In the basement of the Kirchhoff Institute for Physics in Germany, researchers are simulating the universe as it might have existed just after the Big Bang. They created a tabletop quantum field simulation that used magnets and lasers to control a sample of potassium-39 atoms kept near absolute zero. The equations are then used to transform the results at this small scale to investigate possible features of the early universe.
Research conducted so far has shown that it is possible to simulate universes with different curvatures. In a positively curved universe, moving in a straight line in any direction returns you to where you started. In a negatively curved universe, space is curved into a saddle shape. According to Marius Spahn, a doctoral student at the Kirchhoff Institute for Physics, the universe is currently flat or nearly flat. However, early in its existence, it may have been more positively or negatively curved.
around the curve
“If you have a very large sphere, such as the Earth, you can’t tell if it’s closed or infinitely open by looking at just a part of it.” Sabine, member of the Munich Center for Mathematics and Philosophy・Mr. Hossenfelder says: “It really becomes a philosophical question. All we know is what we get from the parts of the universe that we observe. Usually the way people express it is that I As far as we know, the curvature in this part of the universe is compatible with zero.”
Spahn was one of the authors of research papers such as:Quantum field simulator for dynamics in curved spacetimeHe collaborated with scientists from Belgium, Spain and Germany. The research team considered his three scenarios for the initial expansion of the universe: steady expansion, accelerating expansion, and decelerating expansion.
In the tabletop experiment, Spahn said, potassium-39 is placed inside a glass cell between large magnetic coils placed above and below it. These magnetic coils, along with several lasers, were used to control the behavior of the sample. According to some sources, the atoms were confined in thin layers that could be considered two-dimensional. press statement Graduated from Heidelberg University.
Spahn said that when potassium-39 is cooled to temperatures between 40 and 60 nanokelvins, it enters a quantum mechanical state known as a Bose-Einstein condensate. According to Ramon Szmuk, product manager at Quantum Machines, the Bose-Einstein condensate acts as a single megaparticle.
“Our Bose-Einstein condensate is an object that is completely governed by quantum mechanics because it operates at very, very low temperatures,” Spahn said. “The team is then looking for small perturbations. [the] Condensate. Therefore, you can imagine it as a small ripple of density fluctuations. These are governed by quantum mechanics. ”

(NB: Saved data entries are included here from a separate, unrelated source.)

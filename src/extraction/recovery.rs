//! Fallback recovery for broken syntax.
//!
//! Runs after the structured pass. For every outermost `ERROR` region that the
//! structured pass emitted nothing inside, the language's text patterns are
//! matched against the region and each hit becomes a [`Symbol::recovered`].
//! Regions with structured symbols are left alone.

use std::collections::HashSet;

use regex::Regex;
use tracing::debug;
use tree_sitter::{Node, Tree};

use crate::symbol::{position_at, Symbol, SymbolId, SymbolKind, SymbolSpan};

use super::context::{ExtractionContext, ExtractionDiagnostic};

/// A text pattern whose first capture group is a symbol name
#[derive(Debug)]
pub struct RecoveryPattern {
    pub regex: Regex,
    pub kind: SymbolKind,
}

impl RecoveryPattern {
    /// Build a pattern from a literal regex.
    ///
    /// Patterns are compile-time constants; an invalid one is a programming error.
    pub fn new(pattern: &str, kind: SymbolKind) -> Self {
        Self {
            regex: Regex::new(pattern).expect("recovery pattern must be a valid regex"),
            kind,
        }
    }
}

/// Words that the name capture of a pattern must never produce
const RESERVED_NAMES: &[&str] = &[
    "if", "else", "for", "while", "return", "switch", "case", "do", "class", "struct", "def",
    "enum", "namespace", "public", "private", "protected", "template", "typename",
];

/// Append recovered symbols for error regions with no structured symbols.
///
/// Returns the number of symbols added. The list stays sorted by start byte.
pub fn recover_error_regions(
    tree: &Tree,
    symbols: &mut Vec<Symbol>,
    patterns: &[RecoveryPattern],
    ctx: &mut ExtractionContext<'_>,
) -> usize {
    if patterns.is_empty() || !tree.root_node().has_error() {
        return 0;
    }

    let mut regions = Vec::new();
    collect_error_regions(tree.root_node(), &mut regions);

    let mut seen: HashSet<SymbolId> = symbols.iter().map(|s| s.id.clone()).collect();
    let mut recovered = Vec::new();

    for region in regions {
        let (start, end) = (region.start_byte(), region.end_byte());
        let covered = symbols
            .iter()
            .any(|s| !s.is_recovered() && s.start_byte >= start && s.start_byte < end);
        if covered {
            continue;
        }

        let Ok(text) = ctx.slice(start, end) else {
            continue;
        };

        for candidate in recover_in_text(text, start, patterns) {
            let span = SymbolSpan {
                start: position_at(ctx.source(), candidate.start_byte),
                end: position_at(ctx.source(), candidate.end_byte),
                start_byte: candidate.start_byte,
                end_byte: candidate.end_byte,
            };
            let parent = innermost_container(symbols, candidate.start_byte, candidate.end_byte);
            let symbol = Symbol::recovered(
                candidate.name,
                candidate.kind,
                ctx.language().to_string(),
                ctx.file_path().to_string(),
                span,
                parent,
            );
            if !seen.insert(symbol.id.clone()) {
                continue;
            }

            debug!(
                file = ctx.file_path(),
                name = %symbol.name,
                line = symbol.start_line,
                "Recovered symbol from error region"
            );
            ctx.record(ExtractionDiagnostic::RecoveredFromError {
                symbol_id: symbol.id.clone(),
                name: symbol.name.clone(),
                line: symbol.start_line,
            });
            recovered.push(symbol);
        }
    }

    let added = recovered.len();
    if added > 0 {
        symbols.extend(recovered);
        symbols.sort_by_key(|s| s.start_byte);
    }
    added
}

/// A pattern hit inside a region, in absolute byte offsets
#[derive(Debug, Clone, PartialEq)]
pub struct RecoveredCandidate {
    pub name: String,
    pub kind: SymbolKind,
    pub start_byte: usize,
    pub end_byte: usize,
}

/// Match every pattern against `text`, which starts at `base_offset` in the file.
pub fn recover_in_text(
    text: &str,
    base_offset: usize,
    patterns: &[RecoveryPattern],
) -> Vec<RecoveredCandidate> {
    let mut candidates = Vec::new();
    for pattern in patterns {
        for captures in pattern.regex.captures_iter(text) {
            let Some(name) = captures.get(1) else {
                continue;
            };
            if RESERVED_NAMES.contains(&name.as_str()) {
                continue;
            }
            candidates.push(RecoveredCandidate {
                name: name.as_str().to_string(),
                kind: pattern.kind,
                start_byte: base_offset + name.start(),
                end_byte: base_offset + name.end(),
            });
        }
    }
    candidates.sort_by_key(|c| c.start_byte);
    candidates
}

fn collect_error_regions<'t>(node: Node<'t>, regions: &mut Vec<Node<'t>>) {
    if node.is_error() {
        regions.push(node);
        return;
    }
    if !node.has_error() {
        return;
    }
    let mut cursor = node.walk();
    for child in node.children(&mut cursor) {
        collect_error_regions(child, regions);
    }
}

fn innermost_container(symbols: &[Symbol], start: usize, end: usize) -> Option<SymbolId> {
    symbols
        .iter()
        .filter(|s| {
            s.kind.is_container()
                && s.start_byte <= start
                && end <= s.end_byte
                && (s.start_byte, s.end_byte) != (start, end)
        })
        .min_by_key(|s| s.end_byte - s.start_byte)
        .map(|s| s.id.clone())
}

“One run of our experiment obviously ends with taking a photo,” Spahn said. “So we shine light that resonates with the atomic transitions in potassium-39 and take absorption images of the cloud. And in the process, we typically destroy the condensed water. Where the atoms were, we You see less light. From there you can extract the density of the atoms. So the end result is always an image of the density distribution of the atoms. And from there you can perform statistical analysis to find out more information about the results. you can get.”
another world
Scientists have applied the cosmological equations and the Bose-Einstein condensation equations to draw conclusions about how the early universe behaved.
Spahn said the research team simulated positive curvature by increasing the density of potassium-39 from the center of the experimental setup outward. They simulated it by decreasing the negative curvature.
“We showed that we can simulate spatially curved and expanding spacetime in a Bose-Einstein condensate,” Spahn said. “This is necessary for a homogeneous, isotropic universe, and should be a natural assumption at large scales.”
For the past few years, scientists have been using quantum atomic systems to find similarities with complex systems in the universe, Schmuk said. This combines nuclear physics and astrophysics.
Nature, 2023. DOI: 10.1038/s41586-022-05313-9
cat friedrich A former mechanical engineer, he majored in applied mathematics, engineering, and physics at the University of Wisconsin-Madison. She earned a graduate degree focusing on science and environmental journalism and has edited seven news publications, two of which she co-founded. She is the editor-in-chief of the energy magazine Solar Today.